Report how many lines in the records below hold "bool", with no other output.

⁂

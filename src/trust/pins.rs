//! Certificate pin store and persistence.

use std::fs::{self, File};
use std::io::{BufReader, BufWriter};
use std::path::{Path, PathBuf};
use std::sync::Mutex;
use std::time::{SystemTime, UNIX_EPOCH};

use dashmap::DashMap;
use serde::{Deserialize, Serialize};

use crate::config::schema::PinningConfig;
use crate::trust::identity::CertificateIdentity;
use crate::trust::TrustError;

/// File name of the persisted pin set inside the storage directory.
const PIN_FILE: &str = "pins.json";

/// One pinned certificate identity.
#[derive(Debug, Clone, Serialize, Deserialize)]
pub struct PinnedIdentity {
    /// Hex SHA-256 thumbprint. Primary lookup key.
    pub thumbprint: String,
    pub subject: String,
    pub issuer: String,
    /// Hex SHA-256 of the SubjectPublicKeyInfo.
    pub public_key_hash: String,
    /// Seconds since epoch.
    pub pinned_at: u64,
    /// Permanent pins survive restarts; session pins do not.
    pub permanent: bool,
}

fn now_secs() -> u64 {
    SystemTime::now()
        .duration_since(UNIX_EPOCH)
        .unwrap_or_default()
        .as_secs()
}

/// Thread-safe store of pinned certificate identities.
///
/// Per-key inserts and removals go through the concurrent map; the
/// whole load-merge-persist sequence is serialized by one lock so a
/// concurrent load and save cannot interleave.
pub struct CertificatePinStore {
    enabled: bool,
    anchor_paths: Vec<String>,
    pins: DashMap<String, PinnedIdentity>,
    storage_path: PathBuf,
    io_lock: Mutex<()>,
}

impl CertificatePinStore {
    pub fn new(config: &PinningConfig) -> Self {
        Self {
            enabled: config.enabled,
            anchor_paths: config.anchor_paths.clone(),
            pins: DashMap::new(),
            storage_path: Path::new(&config.storage_dir).join(PIN_FILE),
            io_lock: Mutex::new(()),
        }
    }

    pub fn is_enabled(&self) -> bool {
        self.enabled
    }

    pub fn count(&self) -> usize {
        self.pins.len()
    }

    /// Load pins at startup: certificates from the configured anchor
    /// files (always permanent) merged with the persisted pin file.
    pub fn load(&self) -> Result<(), TrustError> {
        let _guard = self.io_lock.lock().expect("pin store lock poisoned");

        for path in &self.anchor_paths {
            let file = File::open(path).map_err(|e| {
                TrustError::PinStore(format!("cannot open anchor file {path}: {e}"))
            })?;
            let mut reader = BufReader::new(file);
            for cert in rustls_pemfile::certs(&mut reader) {
                let cert = cert.map_err(|e| {
                    TrustError::PinStore(format!("cannot read anchor file {path}: {e}"))
                })?;
                let identity = CertificateIdentity::from_der(cert.as_ref())?;
                self.insert_if_absent(&identity, true);
            }
        }

        if self.storage_path.exists() {
            let file = File::open(&self.storage_path)
                .map_err(|e| TrustError::PinStore(format!("cannot open pin file: {e}")))?;
            let stored: Vec<PinnedIdentity> = serde_json::from_reader(BufReader::new(file))
                .map_err(|e| TrustError::PinStore(format!("cannot parse pin file: {e}")))?;
            for pin in stored {
                self.pins.entry(pin.thumbprint.clone()).or_insert(pin);
            }
        }

        self.persist_locked()?;
        tracing::info!(pins = self.pins.len(), "Pin store loaded");
        Ok(())
    }

    /// Validate a presented certificate against the pin set.
    ///
    /// Disabled pinning accepts everything. Enabled pinning matches by
    /// thumbprint first, then by public-key hash, so a reissued
    /// certificate with the same key remains trusted.
    pub fn validate(&self, identity: &CertificateIdentity) -> bool {
        if !self.enabled {
            return true;
        }

        if self.pins.contains_key(&identity.thumbprint) {
            return true;
        }

        self.pins
            .iter()
            .any(|pin| pin.public_key_hash == identity.public_key_hash)
    }

    /// Pin a certificate. Returns true when a new pin was inserted; an
    /// existing thumbprint entry is never overwritten. Permanent pins
    /// are persisted immediately.
    pub fn add_pin(
        &self,
        identity: &CertificateIdentity,
        permanent: bool,
    ) -> Result<bool, TrustError> {
        let inserted = self.insert_if_absent(identity, permanent);
        if inserted && permanent {
            let _guard = self.io_lock.lock().expect("pin store lock poisoned");
            self.persist_locked()?;
        }
        Ok(inserted)
    }

    /// Remove a pin by thumbprint and persist the remaining set.
    pub fn remove_pin(&self, thumbprint: &str) -> Result<bool, TrustError> {
        let removed = self.pins.remove(thumbprint).is_some();
        if removed {
            let _guard = self.io_lock.lock().expect("pin store lock poisoned");
            self.persist_locked()?;
        }
        Ok(removed)
    }

    /// Snapshot of all pins, sorted by thumbprint.
    pub fn pins(&self) -> Vec<PinnedIdentity> {
        let mut pins: Vec<PinnedIdentity> =
            self.pins.iter().map(|r| r.value().clone()).collect();
        pins.sort_by(|a, b| a.thumbprint.cmp(&b.thumbprint));
        pins
    }

    fn insert_if_absent(&self, identity: &CertificateIdentity, permanent: bool) -> bool {
        let mut inserted = false;
        self.pins
            .entry(identity.thumbprint.clone())
            .or_insert_with(|| {
                inserted = true;
                PinnedIdentity {
                    thumbprint: identity.thumbprint.clone(),
                    subject: identity.subject.clone(),
                    issuer: identity.issuer.clone(),
                    public_key_hash: identity.public_key_hash.clone(),
                    pinned_at: now_secs(),
                    permanent,
                }
            });
        inserted
    }

    /// Write the permanent subset to disk. Caller holds `io_lock`.
    fn persist_locked(&self) -> Result<(), TrustError> {
        if !self.enabled {
            return Ok(());
        }
        if let Some(dir) = self.storage_path.parent() {
            fs::create_dir_all(dir)
                .map_err(|e| TrustError::PinStore(format!("cannot create pin dir: {e}")))?;
        }

        let mut permanent: Vec<PinnedIdentity> = self
            .pins
            .iter()
            .filter(|r| r.permanent)
            .map(|r| r.value().clone())
            .collect();
        permanent.sort_by(|a, b| a.thumbprint.cmp(&b.thumbprint));

        let file = File::create(&self.storage_path)
            .map_err(|e| TrustError::PinStore(format!("cannot write pin file: {e}")))?;
        serde_json::to_writer_pretty(BufWriter::new(file), &permanent)
            .map_err(|e| TrustError::PinStore(format!("cannot serialize pins: {e}")))?;

        tracing::debug!(pins = permanent.len(), path = ?self.storage_path, "Pin store persisted");
        Ok(())
    }
}

#[cfg(test)]
mod tests {
    use super::*;

    fn identity(tag: u8) -> CertificateIdentity {
        CertificateIdentity {
            thumbprint: format!("thumb-{tag:02x}"),
            public_key_hash: format!("spki-{tag:02x}"),
            subject: format!("CN=cert-{tag}"),
            issuer: "CN=test-ca".to_string(),
            serial: vec![tag],
            issuer_name_raw: vec![0x30, 0x00],
            spki_raw: vec![tag; 4],
            ocsp_url: None,
            sct_count: 0,
        }
    }

    fn store(dir: &Path, enabled: bool) -> CertificatePinStore {
        CertificatePinStore::new(&PinningConfig {
            enabled,
            anchor_paths: Vec::new(),
            storage_dir: dir.to_string_lossy().into_owned(),
            auto_pin_first: false,
        })
    }

    #[test]
    fn disabled_pinning_accepts_everything() {
        let dir = tempfile::tempdir().unwrap();
        let store = store(dir.path(), false);
        assert!(store.validate(&identity(1)));
    }

    #[test]
    fn enabled_pinning_requires_a_match() {
        let dir = tempfile::tempdir().unwrap();
        let store = store(dir.path(), true);
        store.add_pin(&identity(1), false).unwrap();

        assert!(store.validate(&identity(1)));
        assert!(!store.validate(&identity(2)));
    }

    #[test]
    fn public_key_hash_fallback_matches_rotated_cert() {
        let dir = tempfile::tempdir().unwrap();
        let store = store(dir.path(), true);
        store.add_pin(&identity(1), false).unwrap();

        // Same key, new certificate bytes.
        let mut rotated = identity(2);
        rotated.public_key_hash = identity(1).public_key_hash;
        assert!(store.validate(&rotated));
    }

    #[test]
    fn pinning_is_idempotent_per_thumbprint() {
        let dir = tempfile::tempdir().unwrap();
        let store = store(dir.path(), true);
        assert!(store.add_pin(&identity(1), true).unwrap());
        assert!(!store.add_pin(&identity(1), true).unwrap());
        assert_eq!(store.count(), 1);
    }

    #[test]
    fn permanent_pins_round_trip_through_storage() {
        let dir = tempfile::tempdir().unwrap();
        {
            let store = store(dir.path(), true);
            store.add_pin(&identity(1), true).unwrap();
            store.add_pin(&identity(2), false).unwrap();
        }

        // Simulated restart.
        let reloaded = store(dir.path(), true);
        reloaded.load().unwrap();
        let pins = reloaded.pins();
        assert_eq!(pins.len(), 1);
        assert_eq!(pins[0].thumbprint, identity(1).thumbprint);
        assert_eq!(pins[0].subject, identity(1).subject);
        assert_eq!(pins[0].public_key_hash, identity(1).public_key_hash);
    }

    #[test]
    fn remove_pin_persists() {
        let dir = tempfile::tempdir().unwrap();
        let store = store(dir.path(), true);
        store.add_pin(&identity(1), true).unwrap();
        assert!(store.remove_pin(&identity(1).thumbprint).unwrap());
        assert!(!store.remove_pin(&identity(1).thumbprint).unwrap());

        let reloaded = self::store(dir.path(), true);
        reloaded.load().unwrap();
        assert_eq!(reloaded.count(), 0);
    }
}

⁂

[RESPONSE BOX] 9